On yesterday, I spoke with the Texas Senate Secretary. She politely told me that the Bill to eliminate permits to carry firearms in Texas by anyone 21 years and older had advanced to the governor’s office. She was unable to tell me the nature of the amendments attached by the conference committee. She implied that the governor would probably sign the looming train wreck driven by a party that was becoming unhinged.
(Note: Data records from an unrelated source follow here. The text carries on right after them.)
pub mod barrier;
pub mod command_buffer;
pub mod command_pool;
pub mod command_queue;
pub mod fence;
pub mod semaphore;
pub mod submit_info;
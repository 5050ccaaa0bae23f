/// 帧序号，每次调用 [`crate::frame::frame_driver::FrameDriver::draw_frame`] 都会推进，即使这一帧被跳过
#[derive(Debug, Default, Clone, Copy, PartialEq, Eq)]
pub struct FrameCounter {
    /// 当前的帧序号，一直累加
    frame_id: u64,
}

// new & init
impl FrameCounter {
    pub fn new(init_frame_id: u64) -> Self {
        Self {
            frame_id: init_frame_id,
        }
    }
}

// update
impl FrameCounter {
    #[inline]
    pub fn next_frame(&mut self) {
        self.frame_id = self.frame_id.wrapping_add(1);
    }
}

// getters
impl FrameCounter {
    #[inline]
    pub fn frame_id(&self) -> u64 {
        self.frame_id
    }

    #[inline]
    pub fn frame_name(&self) -> String {
        format!("[F{}]", self.frame_id)
    }
}
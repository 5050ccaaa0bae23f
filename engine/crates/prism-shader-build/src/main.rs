//! Shader 编译工具
//!
//! 将 `shader/src` 下的所有 GLSL 文件编译为 SPIR-V，输出到 `shader/.build`

mod task;

use prism_crate_tools::init_log::init_log;
use prism_crate_tools::resource::PrismPath;
use rayon::prelude::*;
use task::ShaderCompileTask;

fn main() -> anyhow::Result<()> {
    init_log();

    let src_dir = PrismPath::shader_root_path().join("src");
    let build_dir = PrismPath::shader_build_dir();
    log::info!("shader source path: {:?}", src_dir);
    log::info!("shader output path: {:?}", build_dir);

    let tasks = walkdir::WalkDir::new(&src_dir)
        .into_iter()
        .filter_map(Result::ok)
        .filter(|entry| entry.path().is_file())
        .filter_map(|entry| ShaderCompileTask::new(entry.path(), &src_dir, &build_dir))
        .collect::<Vec<_>>();

    // 并行编译，收集全部失败之后再报告
    let failures = tasks
        .par_iter()
        .filter_map(|task| {
            log::info!("compiling shader: {:?}", task.shader_path);
            task.compile().err()
        })
        .collect::<Vec<_>>();

    for e in &failures {
        log::error!("{:#}", e);
    }
    if !failures.is_empty() {
        anyhow::bail!("{} of {} shaders failed to compile", failures.len(), tasks.len());
    }

    log::info!("shader compilation completed: {} shaders", tasks.len());
    Ok(())
}
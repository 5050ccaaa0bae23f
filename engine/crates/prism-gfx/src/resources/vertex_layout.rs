use ash::vk;

/// 索引类型 Trait (u16 或 u32)
pub trait GfxIndexType: bytemuck::Pod {
    const VK_INDEX_TYPE: vk::IndexType;
}

impl GfxIndexType for u16 {
    const VK_INDEX_TYPE: vk::IndexType = vk::IndexType::UINT16;
}

impl GfxIndexType for u32 {
    const VK_INDEX_TYPE: vk::IndexType = vk::IndexType::UINT32;
}

/// Vertex Buffer 中顶点布局的 trait 定义
///
/// 所有 shape 都使用单个 binding 的 AoS 布局
pub trait GfxVertexLayout: bytemuck::Pod {
    fn vertex_input_attributes() -> Vec<vk::VertexInputAttributeDescription>;

    fn vertex_input_bindings() -> Vec<vk::VertexInputBindingDescription> {
        vec![vk::VertexInputBindingDescription {
            binding: 0,
            stride: size_of::<Self>() as u32,
            input_rate: vk::VertexInputRate::VERTEX,
        }]
    }

    /// 整个 Buffer 的大小
    #[inline]
    fn buffer_size(vertex_cnt: usize) -> vk::DeviceSize {
        (vertex_cnt * size_of::<Self>()) as vk::DeviceSize
    }
}
use std::ops::Deref;
use std::rc::Rc;

use ash::vk;
use vk_mem::Alloc;

use crate::error::{GfxResult, VkResultExt};
use crate::foundation::device::GfxDevice;
use crate::foundation::instance::GfxInstance;

/// 基于 vma 的显存分配器
///
/// memory type 先通过 [`GfxDevice::find_memory_type`] 线性查找确定，再通过 `memory_type_bits` 固定给 vma，
/// 因此每次分配落在哪个 memory type 上是确定的，找不到时返回 `NoSuitableMemoryType`。
pub struct GfxAllocator {
    inner: vk_mem::Allocator,
    device: Rc<GfxDevice>,
}

impl Deref for GfxAllocator {
    type Target = vk_mem::Allocator;
    fn deref(&self) -> &Self::Target {
        &self.inner
    }
}

impl Drop for GfxAllocator {
    fn drop(&mut self) {
        log::info!("Destroying GfxAllocator");
        // vk_mem 是 RAII 的
    }
}

// new & init
impl GfxAllocator {
    /// 需要在 Instance 和 Device 都初始化完成之后创建，并且先于两者销毁
    pub fn new(instance: &GfxInstance, device: Rc<GfxDevice>) -> GfxResult<Self> {
        let mut vma_ci =
            vk_mem::AllocatorCreateInfo::new(instance.ash_instance(), device.handle(), device.pdevice().handle());
        vma_ci.vulkan_api_version = vk::API_VERSION_1_3;

        let vma = unsafe { vk_mem::Allocator::new(vma_ci) }.vk_err("vmaCreateAllocator")?;

        Ok(Self { inner: vma, device })
    }
}

// getters
impl GfxAllocator {
    #[inline]
    pub fn device(&self) -> &Rc<GfxDevice> {
        &self.device
    }
}

// tools
impl GfxAllocator {
    pub fn create_buffer(
        &self,
        buffer_ci: &vk::BufferCreateInfo,
        properties: vk::MemoryPropertyFlags,
    ) -> GfxResult<(vk::Buffer, vk_mem::Allocation)> {
        let mut requirements = vk::MemoryRequirements2::default();
        unsafe {
            self.device.get_device_buffer_memory_requirements(
                &vk::DeviceBufferMemoryRequirements::default().create_info(buffer_ci),
                &mut requirements,
            );
        }
        let alloc_ci = self.alloc_create_info(requirements.memory_requirements.memory_type_bits, properties)?;
        unsafe { self.inner.create_buffer(buffer_ci, &alloc_ci) }.vk_err("vmaCreateBuffer")
    }

    pub fn create_image(
        &self,
        image_ci: &vk::ImageCreateInfo,
        properties: vk::MemoryPropertyFlags,
    ) -> GfxResult<(vk::Image, vk_mem::Allocation)> {
        let mut requirements = vk::MemoryRequirements2::default();
        unsafe {
            self.device.get_device_image_memory_requirements(
                &vk::DeviceImageMemoryRequirements::default().create_info(image_ci),
                &mut requirements,
            );
        }
        let alloc_ci = self.alloc_create_info(requirements.memory_requirements.memory_type_bits, properties)?;
        unsafe { self.inner.create_image(image_ci, &alloc_ci) }.vk_err("vmaCreateImage")
    }

    fn alloc_create_info(
        &self,
        type_bits: u32,
        properties: vk::MemoryPropertyFlags,
    ) -> GfxResult<vk_mem::AllocationCreateInfo> {
        let memory_type_index = self.device.find_memory_type(type_bits, properties)?;
        Ok(vk_mem::AllocationCreateInfo {
            usage: vk_mem::MemoryUsage::Unknown,
            required_flags: properties,
            memory_type_bits: 1 << memory_type_index,
            ..Default::default()
        })
    }
}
This legislation was driven by a party that would be competitive in Texas because of too many Anglo citizens that were dinosaurs, sponges, and adherents to the lost cause.
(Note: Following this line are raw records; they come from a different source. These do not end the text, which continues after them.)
use std::path::{Path, PathBuf};

use ash::vk;
use prism_gfx::resources::sampler::GfxSamplerDesc;

use crate::asset::Asset;
use crate::catalog::{CatalogEntry, TextureId};
use crate::context::GpuUploadContext;
use crate::error::AssetError;
use crate::upload::GpuTexture;

/// 解码之后的 RGBA8 像素
pub struct Rgba8Image {
    pub width: u32,
    pub height: u32,
    pub pixels: Vec<u8>,
}

impl Rgba8Image {
    /// png / jpg 等常见格式，统一转换为 RGBA8
    pub fn decode_file(path: &Path) -> Result<Self, AssetError> {
        let img = image::open(path)
            .map_err(|source| AssetError::Decode {
                path: path.to_path_buf(),
                source,
            })?
            .to_rgba8();
        Ok(Self {
            width: img.width(),
            height: img.height(),
            pixels: img.into_raw(),
        })
    }

    pub fn decode_memory(bytes: &[u8], name: &Path) -> Result<Self, AssetError> {
        let img = image::load_from_memory(bytes)
            .map_err(|source| AssetError::Decode {
                path: name.to_path_buf(),
                source,
            })?
            .to_rgba8();
        Ok(Self {
            width: img.width(),
            height: img.height(),
            pixels: img.into_raw(),
        })
    }

    #[inline]
    pub fn extent(&self) -> vk::Extent2D {
        vk::Extent2D {
            width: self.width,
            height: self.height,
        }
    }
}

enum TextureSource {
    File(PathBuf),
    Pixels(Rgba8Image),
}

/// 2D 纹理资源，sprite 通过 [`TextureId`] 引用
pub struct Texture {
    id: TextureId,
    name: String,
    source: TextureSource,

    gpu: Option<GpuTexture>,
}

// new & init
impl Texture {
    pub fn from_file(id: TextureId, path: impl Into<PathBuf>) -> Self {
        let path = path.into();
        Self {
            id,
            name: path.to_string_lossy().into_owned(),
            source: TextureSource::File(path),
            gpu: None,
        }
    }

    pub fn from_rgba8(id: TextureId, name: impl Into<String>, image: Rgba8Image) -> Self {
        Self {
            id,
            name: name.into(),
            source: TextureSource::Pixels(image),
            gpu: None,
        }
    }

    /// 1x1 白色纹理，注册为 [`TextureId::WHITE`]
    pub fn white() -> Self {
        Self::from_rgba8(
            TextureId::WHITE,
            "builtin-white",
            Rgba8Image {
                width: 1,
                height: 1,
                pixels: vec![255; 4],
            },
        )
    }
}

// getters
impl Texture {
    #[inline]
    pub fn id(&self) -> TextureId {
        self.id
    }
}

impl Asset<GpuUploadContext> for Texture {
    fn name(&self) -> &str {
        &self.name
    }

    fn load(&mut self, ctx: &GpuUploadContext) -> Result<(), AssetError> {
        let decoded;
        let image = match &self.source {
            TextureSource::File(path) => {
                decoded = Rgba8Image::decode_file(path)?;
                &decoded
            }
            TextureSource::Pixels(image) => image,
        };

        self.gpu = Some(GpuTexture::upload(
            ctx,
            image.extent(),
            vk::Format::R8G8B8A8_SRGB,
            &image.pixels,
            &GfxSamplerDesc::default(),
            &self.name,
        )?);
        Ok(())
    }

    fn unload(&mut self, _ctx: &GpuUploadContext) -> Result<(), AssetError> {
        if let Some(gpu) = self.gpu.take() {
            gpu.destroy();
        }
        Ok(())
    }

    fn is_loaded(&self) -> bool {
        self.gpu.is_some()
    }

    fn catalog_entry(&self) -> Option<CatalogEntry> {
        self.gpu.as_ref().map(|gpu| CatalogEntry::Texture(self.id, gpu.binding()))
    }
}
use std::rc::Rc;

use ash::vk;

use crate::commands::command_queue::GfxQueueFamily;
use crate::error::{GfxResult, VkResultExt};
use crate::foundation::debug_messenger::DebugType;
use crate::foundation::device::GfxDevice;

/// command pool 是和 queue family 绑定的，而不是和 queue 绑定的
pub struct GfxCommandPool {
    handle: vk::CommandPool,
    device: Rc<GfxDevice>,

    debug_name: String,
}

// new & init
impl GfxCommandPool {
    pub fn new(
        device: Rc<GfxDevice>,
        queue_family: &GfxQueueFamily,
        flags: vk::CommandPoolCreateFlags,
        debug_name: &str,
    ) -> GfxResult<Self> {
        let pool = unsafe {
            device.create_command_pool(
                &vk::CommandPoolCreateInfo::default().queue_family_index(queue_family.queue_family_index).flags(flags),
                None,
            )
        }
        .vk_err("vkCreateCommandPool")?;

        let command_pool = Self {
            handle: pool,
            device,
            debug_name: debug_name.to_string(),
        };
        command_pool.device.set_debug_name(&command_pool, debug_name);
        Ok(command_pool)
    }
}

// getters
impl GfxCommandPool {
    #[inline]
    pub fn handle(&self) -> vk::CommandPool {
        self.handle
    }

    #[inline]
    pub fn device(&self) -> &Rc<GfxDevice> {
        &self.device
    }
}

impl DebugType for GfxCommandPool {
    fn debug_type_name() -> &'static str {
        "GfxCommandPool"
    }

    fn vk_handle(&self) -> impl vk::Handle {
        self.handle
    }
}

impl Drop for GfxCommandPool {
    fn drop(&mut self) {
        log::info!("Destroying GfxCommandPool: {}", self.debug_name);
        // pool 内的 command buffer 会一起释放
        unsafe {
            self.device.destroy_command_pool(self.handle, None);
        }
    }
}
President Barack Obama won twice, and President Biden defeated “45” by more than seven million votes. These far-right conservatives have doubled down on the religion of white supremacy and creation of ethnic states and zones to hold their power and privilege. Republicans have lost the popular vote in seven out of eight past national elections are poised to be steamrolled in 2024. When this happens, we will see how the alligator behaves when the lake goes dry.

Bill 1927 is the result of localized diseased cells metastasizing and going rogue throughout the body politic.

Bill 1927 should drive community builder’s apoplectic because of the already existing unacceptable level of firearm violence and trauma to children and families. As Denise Lasalle says, “we ought to be mad as hell.” I don’t have the privilege of speaking to you in the vernacular, so let’s stay kosher.

For example, a major longitudinal study released three years ago said that much of black America in Houston, especially Sunnyside was dying of a death by a thousand cuts. Over an eight-year span, 50 random and senseless gun violence deaths. Predominantly, these deaths were young black men and boys of color.

Gun violence leaves trauma as its offspring. Little penetration holes in the front, big exit holes in the back from bullets that have no names. Emotional scar tissue that refuses to heal plagues violence ridden communities and there is a palpable fear. In Sunnyside, some residents have pit bulls on their doorstep, some have posted signs with a picture of a big caliber firearm that say, “WE DON’T CALL 911!” Funeral homes have worked with activists to stop the violence. There is not a mass community healing mechanism since the demise of the Martin Luther King “Stop the Violence Workshop and Rally.” Late activist Billy Reece said, “there is nothing so dangerous as unresolved trauma.”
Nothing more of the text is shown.